Image courtesy of last.fm, where you can sign up for free and listen to Ellie Greenwich Radio
Greenwich co-wrote several of her early songs (including "Leader of the Pack" and "Going to the Chapel") with her then-husband, Jeff Barry. The couple collaborated with producer Phil Spector to churn out hits like "River Deep - Mountain High," "Da Do Ron Ron," "Then He Kissed Me," and "Hanky Panky."1
When her marriage to Barry fell apart after just a few years, Greenwich had difficulty reconciling the idealism of her songs with the reality of her own failed love life. She said:
"… well, the disillusionment, you can imagine: the person who wrote 'Doo Wah Diddy' and 'Chapel Of Love' has gotta be devastated. I realized, those words, 'Till death do us part,' they don't really mean anything. Through the good times and bad times - what happened to that? We're having bad times - why should this be over?"2
She suffered a nervous breakdown after her divorce3, but went on to produce and write more hits. She helped discover Neil Diamond when he was "'down-and-out songwriter,'" as he put it yesterday, and "'... was one of the most important people in [his] career.'"1 Greenwich's life was made into a Broadway musical, The Leader of the Pack*, and she was a member of the Songwriters Hall of Fame.
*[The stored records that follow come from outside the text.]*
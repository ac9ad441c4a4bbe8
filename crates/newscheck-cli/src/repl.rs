//! Interactive REPL — verify one claim per line.
//!
//! Uses `rustyline` for readline-style editing with persistent history.

use anyhow::Result;
use rustyline::config::Configurer;
use rustyline::history::DefaultHistory;
use rustyline::{DefaultEditor, Editor};
use tracing::debug;

use newscheck_chain::{ChainError, FallbackChain};

use crate::helpers;

/// Exit commands (case-insensitive match).
const EXIT_COMMANDS: &[&str] = &["exit", "quit", "/exit", "/quit", ":q"];

/// Run the interactive REPL loop.
pub async fn run(chain: FallbackChain) -> Result<()> {
    helpers::print_banner();

    let mut editor = create_editor()?;

    loop {
        let input = match editor.readline("News: ") {
            Ok(line) => line,
            Err(rustyline::error::ReadlineError::Interrupted) => break,
            Err(rustyline::error::ReadlineError::Eof) => break,
            Err(e) => {
                eprintln!("Input error: {e}");
                break;
            }
        };

        let trimmed = input.trim();
        if trimmed.is_empty() {
            continue;
        }

        if is_exit_command(trimmed) {
            println!("\nGoodbye! 👋");
            break;
        }

        let _ = editor.add_history_entry(&input);

        debug!(input = trimmed, "checking claim");
        helpers::print_checking();

        match chain.run(trimmed).await {
            Ok(report) => {
                helpers::clear_checking();
                helpers::print_report(&report);
            }
            Err(ChainError::EmptyClaim) => {
                // Input was only URLs or punctuation.
                helpers::clear_checking();
                eprintln!("\n⚠ {}\n", ChainError::EmptyClaim);
            }
        }
    }

    save_history(&mut editor);

    Ok(())
}

/// Create a rustyline editor with history.
fn create_editor() -> Result<Editor<(), DefaultHistory>> {
    let mut editor = DefaultEditor::new()?;
    editor.set_max_history_size(1000)?;

    let history_path = history_path();
    if history_path.exists() {
        let _ = editor.load_history(&history_path);
        debug!("loaded REPL history from {}", history_path.display());
    }

    Ok(editor)
}

fn save_history(editor: &mut Editor<(), DefaultHistory>) {
    let path = history_path();
    if let Some(parent) = path.parent() {
        let _ = std::fs::create_dir_all(parent);
    }
    if let Err(e) = editor.save_history(&path) {
        debug!("failed to save history: {e}");
    }
}

/// Path to the history file.
fn history_path() -> std::path::PathBuf {
    newscheck_core::utils::get_home_path()
        .join("history")
        .join("cli_history")
}

fn is_exit_command(input: &str) -> bool {
    let lower = input.to_lowercase();
    EXIT_COMMANDS.contains(&lower.as_str())
}

// ─────────────────────────────────────────────
// Tests
// ─────────────────────────────────────────────

#[cfg(test)]
mod tests {
    use super::*;

    #[test]
    fn exit_commands() {
        assert!(is_exit_command("exit"));
        assert!(is_exit_command("QUIT"));
        assert!(is_exit_command(":q"));
        assert!(!is_exit_command("exit poll results announced"));
    }

    #[test]
    fn history_path_under_home() {
        let path = history_path();
        assert!(path.ends_with("history/cli_history"));
        assert!(path.to_string_lossy().contains(".newscheck"));
    }
}
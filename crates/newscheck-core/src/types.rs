//! Core types for Newscheck.
//!
//! A [`Claim`] goes in, each provider may produce a [`Finding`], and the
//! chain folds everything into a [`VerificationReport`] together with one
//! [`Attempt`] per provider it visited.

use chrono::{DateTime, Utc};
use serde::{Deserialize, Serialize};
use std::fmt;

use crate::text::clean_text;

// ─────────────────────────────────────────────
// Verdict
// ─────────────────────────────────────────────

/// Final judgement on a claim.
#[derive(Clone, Copy, Debug, PartialEq, Eq, Hash, Serialize, Deserialize)]
#[serde(rename_all = "lowercase")]
pub enum Verdict {
    True,
    Fake,
}

impl Verdict {
    /// Map a dataset label (`REAL` / `FAKE`, any case) to a verdict.
    pub fn from_label(label: &str) -> Option<Self> {
        match label.trim().to_ascii_uppercase().as_str() {
            "REAL" | "TRUE" => Some(Verdict::True),
            "FAKE" | "FALSE" => Some(Verdict::Fake),
            _ => None,
        }
    }
}

impl fmt::Display for Verdict {
    fn fmt(&self, f: &mut fmt::Formatter<'_>) -> fmt::Result {
        match self {
            Verdict::True => write!(f, "TRUE"),
            Verdict::Fake => write!(f, "FAKE"),
        }
    }
}

// ─────────────────────────────────────────────
// Language
// ─────────────────────────────────────────────

/// Preferred language for explanations.
#[derive(Clone, Copy, Debug, Default, PartialEq, Eq, Serialize, Deserialize)]
#[serde(rename_all = "lowercase")]
pub enum Language {
    #[default]
    English,
    Tamil,
}

impl Language {
    pub fn display_name(&self) -> &'static str {
        match self {
            Language::English => "English",
            Language::Tamil => "Tamil",
        }
    }
}

impl std::str::FromStr for Language {
    type Err = String;

    fn from_str(s: &str) -> Result<Self, Self::Err> {
        match s.trim().to_ascii_lowercase().as_str() {
            "english" | "en" => Ok(Language::English),
            "tamil" | "ta" => Ok(Language::Tamil),
            other => Err(format!("unknown language: {other}")),
        }
    }
}

// ─────────────────────────────────────────────
// Claim
// ─────────────────────────────────────────────

/// A news claim as typed by the user, plus its cleaned form.
///
/// Network providers (LLM, news search) see the raw text; local lookups
/// (dataset, site search, classifier) see the cleaned text.
#[derive(Clone, Debug, PartialEq, Eq)]
pub struct Claim {
    raw: String,
    cleaned: String,
}

impl Claim {
    pub fn new(raw: impl Into<String>) -> Self {
        let raw = raw.into().trim().to_string();
        let cleaned = clean_text(&raw);
        Self { raw, cleaned }
    }

    pub fn raw(&self) -> &str {
        &self.raw
    }

    pub fn cleaned(&self) -> &str {
        &self.cleaned
    }

    /// True when the raw claim contains nothing but whitespace.
    pub fn is_empty(&self) -> bool {
        self.raw.is_empty()
    }
}

// ─────────────────────────────────────────────
// Method
// ─────────────────────────────────────────────

/// Which provider produced (or tried to produce) a verdict.
#[derive(Clone, Copy, Debug, PartialEq, Eq, Hash, Serialize, Deserialize)]
#[serde(rename_all = "camelCase")]
pub enum Method {
    Gemini,
    NewsApi,
    Dataset,
    TrustedSources,
    Classifier,
}

impl Method {
    /// Name shown to the user as the "source of verdict".
    pub fn display_name(&self) -> &'static str {
        match self {
            Method::Gemini => "Gemini AI",
            Method::NewsApi => "NewsAPI",
            Method::Dataset => "Kaggle Dataset",
            Method::TrustedSources => "Trusted Internet Sources",
            Method::Classifier => "Machine Learning",
        }
    }
}

impl fmt::Display for Method {
    fn fmt(&self, f: &mut fmt::Formatter<'_>) -> fmt::Result {
        f.write_str(self.display_name())
    }
}

// ─────────────────────────────────────────────
// Finding
// ─────────────────────────────────────────────

/// A usable verdict returned by a single provider.
#[derive(Clone, Debug, PartialEq, Serialize, Deserialize)]
#[serde(rename_all = "camelCase")]
pub struct Finding {
    pub verdict: Verdict,
    /// Confidence in percent, always within `0..=100`.
    pub confidence: u8,
    /// URLs or, for dataset matches, matched text snippets.
    pub sources: Vec<String>,
    #[serde(skip_serializing_if = "Option::is_none")]
    pub explanation: Option<String>,
}

impl Finding {
    /// Create a finding; confidence is clamped to 100.
    pub fn new(verdict: Verdict, confidence: u32) -> Self {
        Self {
            verdict,
            confidence: confidence.min(100) as u8,
            sources: Vec::new(),
            explanation: None,
        }
    }

    pub fn with_sources(mut self, sources: Vec<String>) -> Self {
        self.sources = sources;
        self
    }

    pub fn with_explanation(mut self, explanation: impl Into<String>) -> Self {
        let explanation = explanation.into();
        self.explanation = if explanation.trim().is_empty() {
            None
        } else {
            Some(explanation)
        };
        self
    }
}

// ─────────────────────────────────────────────
// Attempts
// ─────────────────────────────────────────────

/// What happened when the chain asked one provider.
#[derive(Clone, Debug, PartialEq, Serialize, Deserialize)]
#[serde(rename_all = "camelCase", tag = "kind", content = "detail")]
pub enum AttemptOutcome {
    /// The provider decided the claim.
    Verdict,
    /// The provider ran but found nothing conclusive.
    NoVerdict(String),
    /// The provider was disabled or not configured.
    Skipped(String),
    /// The provider's usage quota is exhausted.
    LimitExceeded,
    /// The provider failed (network, API, or parse error).
    Failed(String),
}

/// One provider visit recorded by the chain.
#[derive(Clone, Debug, PartialEq, Serialize, Deserialize)]
#[serde(rename_all = "camelCase")]
pub struct Attempt {
    pub method: Method,
    pub outcome: AttemptOutcome,
    pub elapsed_ms: u64,
}

// ─────────────────────────────────────────────
// Report
// ─────────────────────────────────────────────

/// The final result of running a claim through the chain.
#[derive(Clone, Debug, Serialize, Deserialize)]
#[serde(rename_all = "camelCase")]
pub struct VerificationReport {
    pub claim: String,
    /// `None` when no provider could decide.
    pub verdict: Option<Verdict>,
    pub confidence: u8,
    pub method: Option<Method>,
    pub sources: Vec<String>,
    #[serde(skip_serializing_if = "Option::is_none")]
    pub explanation: Option<String>,
    pub attempts: Vec<Attempt>,
    pub checked_at: DateTime<Utc>,
}

impl VerificationReport {
    /// A report where no provider produced a verdict.
    pub fn undetermined(claim: &Claim, attempts: Vec<Attempt>) -> Self {
        Self {
            claim: claim.raw().to_string(),
            verdict: None,
            confidence: 0,
            method: None,
            sources: Vec::new(),
            explanation: None,
            attempts,
            checked_at: Utc::now(),
        }
    }

    /// A report decided by `method`.
    pub fn decided(claim: &Claim, method: Method, finding: Finding, attempts: Vec<Attempt>) -> Self {
        Self {
            claim: claim.raw().to_string(),
            verdict: Some(finding.verdict),
            confidence: finding.confidence,
            method: Some(method),
            sources: finding.sources,
            explanation: finding.explanation,
            attempts,
            checked_at: Utc::now(),
        }
    }

    pub fn is_determined(&self) -> bool {
        self.verdict.is_some()
    }

    /// True if the attempt log shows the given provider hit its quota.
    pub fn limit_exceeded(&self, method: Method) -> bool {
        self.attempts
            .iter()
            .any(|a| a.method == method && a.outcome == AttemptOutcome::LimitExceeded)
    }
}

// ─────────────────────────────────────────────
// Tests
// ─────────────────────────────────────────────

#[cfg(test)]
mod tests {
    use super::*;

    #[test]
    fn test_claim_keeps_raw_and_cleaned() {
        let claim = Claim::new("  NASA lands on Mars!! https://t.co/x  ");
        assert_eq!(claim.raw(), "NASA lands on Mars!! https://t.co/x");
        assert_eq!(claim.cleaned(), "nasa lands on mars");
        assert!(!claim.is_empty());
    }

    #[test]
    fn test_claim_empty() {
        assert!(Claim::new("   \n\t ").is_empty());
    }

    #[test]
    fn test_verdict_from_label() {
        assert_eq!(Verdict::from_label("REAL"), Some(Verdict::True));
        assert_eq!(Verdict::from_label("fake"), Some(Verdict::Fake));
        assert_eq!(Verdict::from_label(" Real "), Some(Verdict::True));
        assert_eq!(Verdict::from_label("satire"), None);
    }

    #[test]
    fn test_finding_clamps_confidence() {
        let finding = Finding::new(Verdict::True, 250);
        assert_eq!(finding.confidence, 100);
    }

    #[test]
    fn test_finding_blank_explanation_dropped() {
        let finding = Finding::new(Verdict::Fake, 40).with_explanation("   ");
        assert!(finding.explanation.is_none());
    }

    #[test]
    fn test_method_display_names() {
        assert_eq!(Method::Gemini.to_string(), "Gemini AI");
        assert_eq!(Method::Dataset.to_string(), "Kaggle Dataset");
        assert_eq!(Method::Classifier.to_string(), "Machine Learning");
    }

    #[test]
    fn test_language_parse() {
        assert_eq!("Tamil".parse::<Language>().unwrap(), Language::Tamil);
        assert_eq!("en".parse::<Language>().unwrap(), Language::English);
        assert!("klingon".parse::<Language>().is_err());
    }

    #[test]
    fn test_report_json_shape() {
        let claim = Claim::new("Moon made of cheese");
        let finding = Finding::new(Verdict::Fake, 80)
            .with_sources(vec!["https://example.org".into()])
            .with_explanation("It is not.");
        let attempts = vec![
            Attempt {
                method: Method::Gemini,
                outcome: AttemptOutcome::LimitExceeded,
                elapsed_ms: 3,
            },
            Attempt {
                method: Method::NewsApi,
                outcome: AttemptOutcome::Verdict,
                elapsed_ms: 10,
            },
        ];
        let report = VerificationReport::decided(&claim, Method::NewsApi, finding, attempts);
        assert!(report.limit_exceeded(Method::Gemini));
        assert!(!report.limit_exceeded(Method::NewsApi));

        let json = serde_json::to_value(&report).unwrap();
        assert_eq!(json["verdict"], "fake");
        assert_eq!(json["method"], "newsApi");
        assert_eq!(json["confidence"], 80);
        assert_eq!(json["attempts"][0]["outcome"]["kind"], "limitExceeded");
        assert!(json.get("checkedAt").is_some());
    }

    #[test]
    fn test_undetermined_report() {
        let claim = Claim::new("something");
        let report = VerificationReport::undetermined(&claim, Vec::new());
        assert!(!report.is_determined());
        assert_eq!(report.confidence, 0);
        assert!(report.method.is_none());
    }
}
Most importantly, Greenwich was a prominent woman in an industry overridden with and run by men. She broke into the biz not as a singer (though she was one), but as a writer and producer, a rarity at the time. She simultaneously believed in a kind of fairy-tale romance and proved herself a force to be reckoned with in man's world.
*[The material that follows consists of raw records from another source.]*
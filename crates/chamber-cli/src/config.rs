//! Render configuration: an optional TOML file with command-line overrides.
//!
//! ```toml
//! [room]
//! length = 40.0
//! width = 25.0
//! height = 15.0
//!
//! [material]
//! response = "lowshelf"
//! frequency = 300.0
//! gain = 2.0
//!
//! [reverb]
//! reverberance = 0.9
//! tail_seconds = 3.0
//! ```
//!
//! Every field is optional. Missing fields fall back to
//! [`RoomSettings::default`].

use std::path::{Path, PathBuf};

use anyhow::{Context, bail};
use chamber_core::{ResponseType, gain_from_db};
use chamber_effects::RoomSettings;
use clap::Args;
use serde::Deserialize;

/// Silence appended after the input when nothing else is configured.
pub const DEFAULT_TAIL_SECONDS: f32 = 2.0;

/// Parsed render configuration.
#[derive(Debug, Default, Clone, PartialEq, Deserialize)]
#[serde(default, deny_unknown_fields)]
pub struct RenderConfig {
    pub room: RoomSection,
    pub material: MaterialSection,
    pub reverb: ReverbSection,
}

/// `[room]`: geometry and early reflections.
#[derive(Debug, Default, Clone, PartialEq, Deserialize)]
#[serde(default, deny_unknown_fields)]
pub struct RoomSection {
    pub length: Option<f32>,
    pub width: Option<f32>,
    pub height: Option<f32>,
    pub stereo_width: Option<f32>,
    pub factor: Option<f32>,
    pub seed: Option<u32>,
}

/// `[material]`: the absorption filter.
#[derive(Debug, Default, Clone, PartialEq, Deserialize)]
#[serde(default, deny_unknown_fields)]
pub struct MaterialSection {
    pub response: Option<String>,
    pub frequency: Option<f64>,
    pub gain: Option<f64>,
    pub shape: Option<f64>,
}

/// `[reverb]`: the late tail and the render length.
#[derive(Debug, Default, Clone, PartialEq, Deserialize)]
#[serde(default, deny_unknown_fields)]
pub struct ReverbSection {
    pub enabled: Option<bool>,
    pub density: Option<f32>,
    pub reverberance: Option<f32>,
    pub openness: Option<f32>,
    pub wet: Option<f32>,
    pub tail_seconds: Option<f32>,
}

impl RenderConfig {
    /// Read and parse a TOML file.
    pub fn load(path: &Path) -> anyhow::Result<Self> {
        let content = std::fs::read_to_string(path)
            .with_context(|| format!("Failed to read config {}", path.display()))?;
        Self::parse(&content).with_context(|| format!("Invalid config {}", path.display()))
    }

    /// Parse TOML text.
    pub fn parse(content: &str) -> anyhow::Result<Self> {
        Ok(toml::from_str(content)?)
    }

    /// Replace every field that `top` sets.
    pub fn overlay(&mut self, top: RenderConfig) {
        let RenderConfig {
            room,
            material,
            reverb,
        } = top;

        overlay(&mut self.room.length, room.length);
        overlay(&mut self.room.width, room.width);
        overlay(&mut self.room.height, room.height);
        overlay(&mut self.room.stereo_width, room.stereo_width);
        overlay(&mut self.room.factor, room.factor);
        overlay(&mut self.room.seed, room.seed);

        overlay(&mut self.material.response, material.response);
        overlay(&mut self.material.frequency, material.frequency);
        overlay(&mut self.material.gain, material.gain);
        overlay(&mut self.material.shape, material.shape);

        overlay(&mut self.reverb.enabled, reverb.enabled);
        overlay(&mut self.reverb.density, reverb.density);
        overlay(&mut self.reverb.reverberance, reverb.reverberance);
        overlay(&mut self.reverb.openness, reverb.openness);
        overlay(&mut self.reverb.wet, reverb.wet);
        overlay(&mut self.reverb.tail_seconds, reverb.tail_seconds);
    }

    /// Build room settings at `sample_rate`.
    ///
    /// Filter parameters are checked later by the room itself; this only
    /// rejects what the room would silently clamp.
    pub fn settings(&self, sample_rate: f32) -> anyhow::Result<RoomSettings> {
        let mut settings = RoomSettings {
            sample_rate,
            ..RoomSettings::default()
        };

        let room = &self.room;
        settings.length = room.length.unwrap_or(settings.length);
        settings.width = room.width.unwrap_or(settings.width);
        settings.height = room.height.unwrap_or(settings.height);
        settings.stereo_width = room.stereo_width.unwrap_or(settings.stereo_width);
        settings.factor = room.factor.unwrap_or(settings.factor);
        settings.seed = room.seed.unwrap_or(settings.seed);

        for (name, value) in [
            ("length", settings.length),
            ("width", settings.width),
            ("height", settings.height),
        ] {
            if !(value.is_finite() && value > 0.0) {
                bail!("Room {name} must be a positive number of feet, got {value}");
            }
        }

        let material = &self.material;
        if let Some(name) = &material.response {
            settings.material.response = name.parse::<ResponseType>()?;
        }
        settings.material.frequency = material.frequency.unwrap_or(settings.material.frequency);
        settings.material.gain = material.gain.unwrap_or(settings.material.gain);
        settings.material.shape = material.shape.unwrap_or(settings.material.shape);

        let reverb = &self.reverb;
        settings.late = reverb.enabled.unwrap_or(settings.late);
        settings.density = reverb.density.unwrap_or(settings.density);
        settings.reverberance = reverb.reverberance.unwrap_or(settings.reverberance);
        settings.wet = reverb.wet.unwrap_or(settings.wet);

        if !(settings.density.is_finite() && settings.density > 0.0) {
            bail!("Density must be positive, got {}", settings.density);
        }

        Ok(settings)
    }

    /// Openness to glide toward after construction, if any.
    pub fn openness(&self) -> Option<f32> {
        self.reverb.openness
    }

    /// Seconds of silence to render after the input.
    pub fn tail_seconds(&self) -> anyhow::Result<f32> {
        let seconds = self.reverb.tail_seconds.unwrap_or(DEFAULT_TAIL_SECONDS);
        if !(seconds.is_finite() && seconds >= 0.0) {
            bail!("Tail length must be zero or more seconds, got {seconds}");
        }
        Ok(seconds)
    }
}

fn overlay<T>(slot: &mut Option<T>, value: Option<T>) {
    if value.is_some() {
        *slot = value;
    }
}

/// Room flags shared by every subcommand. Flags win over the config file.
#[derive(Args, Debug, Default)]
pub struct RoomArgs {
    /// Render configuration file (TOML)
    #[arg(short, long)]
    pub config: Option<PathBuf>,

    /// Room length in feet
    #[arg(long)]
    pub length: Option<f32>,

    /// Room width in feet
    #[arg(long)]
    pub width: Option<f32>,

    /// Room height in feet
    #[arg(long)]
    pub height: Option<f32>,

    /// Listener placement spread (0.0 to 0.5)
    #[arg(long)]
    pub stereo_width: Option<f32>,

    /// Wall material response (lowpass, highpass, bandpass, peak, notch, lowshelf, highshelf)
    #[arg(short, long)]
    pub material: Option<String>,

    /// Material frequency in Hz
    #[arg(long)]
    pub frequency: Option<f64>,

    /// Material gain, linear (4.0 is flat)
    #[arg(long, conflicts_with = "gain_db")]
    pub gain: Option<f64>,

    /// Material gain in dB (0 is flat)
    #[arg(long, allow_hyphen_values = true)]
    pub gain_db: Option<f64>,

    /// Material Q, bandwidth or slope
    #[arg(long)]
    pub shape: Option<f64>,

    /// Late tail impulses per second
    #[arg(long)]
    pub density: Option<f32>,

    /// Late tail decay (0.0 to 1.0)
    #[arg(long)]
    pub reverberance: Option<f32>,

    /// Glide the decay toward 1 - openness once rendering starts
    #[arg(long)]
    pub openness: Option<f32>,

    /// Early echo gain
    #[arg(long)]
    pub factor: Option<f32>,

    /// Late tail level in the output
    #[arg(long)]
    pub wet: Option<f32>,

    /// Seconds of silence rendered after the input
    #[arg(long)]
    pub tail_seconds: Option<f32>,

    /// Seed for listener placement jitter
    #[arg(long)]
    pub seed: Option<u32>,

    /// Early reflections only
    #[arg(long)]
    pub no_late: bool,
}

impl RoomArgs {
    /// Load the config file, if any, and apply flags on top.
    pub fn resolve(&self) -> anyhow::Result<RenderConfig> {
        let mut config = match &self.config {
            Some(path) => RenderConfig::load(path)?,
            None => RenderConfig::default(),
        };
        config.overlay(self.overrides());
        Ok(config)
    }

    fn overrides(&self) -> RenderConfig {
        RenderConfig {
            room: RoomSection {
                length: self.length,
                width: self.width,
                height: self.height,
                stereo_width: self.stereo_width,
                factor: self.factor,
                seed: self.seed,
            },
            material: MaterialSection {
                response: self.material.clone(),
                frequency: self.frequency,
                gain: self.gain.or(self.gain_db.map(gain_from_db)),
                shape: self.shape,
            },
            reverb: ReverbSection {
                enabled: self.no_late.then_some(false),
                density: self.density,
                reverberance: self.reverberance,
                openness: self.openness,
                wet: self.wet,
                tail_seconds: self.tail_seconds,
            },
        }
    }
}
Tracie, over at Jezebel, has put together a particularly wonderful youtube compilation of Greenwich's "impact... on pop culture." This Manfred Mann video is my favorite, but they are definitely all worth checking out.
Maracas! Apathetic drummer!
Ellie Greenwich wrote songs we have probably all sung too loudly in our cars or into a hairbrush in the privacy of our bedrooms; her lyrics are with us forever.
*Incidentally, one of the first musicals I saw. Annie was the first professionally-staged musical I went to as a kid, but my neighbor (infinitely cool just by virtue of being a teenager) growing up was in her high school production of LotP, and I remember clapping so hard at the end that my hands hurt. It definitely turned me on to theatre in a big way and made me want to do that when I grew up, or, you know, got to high school.
I need to work on my HTML and CSS. I'm sick of all the line stretching with my superscript.
ReplyDeleteI think I owned that shirt . . . And her hair looks like half the pictures in my high school yearbook . . .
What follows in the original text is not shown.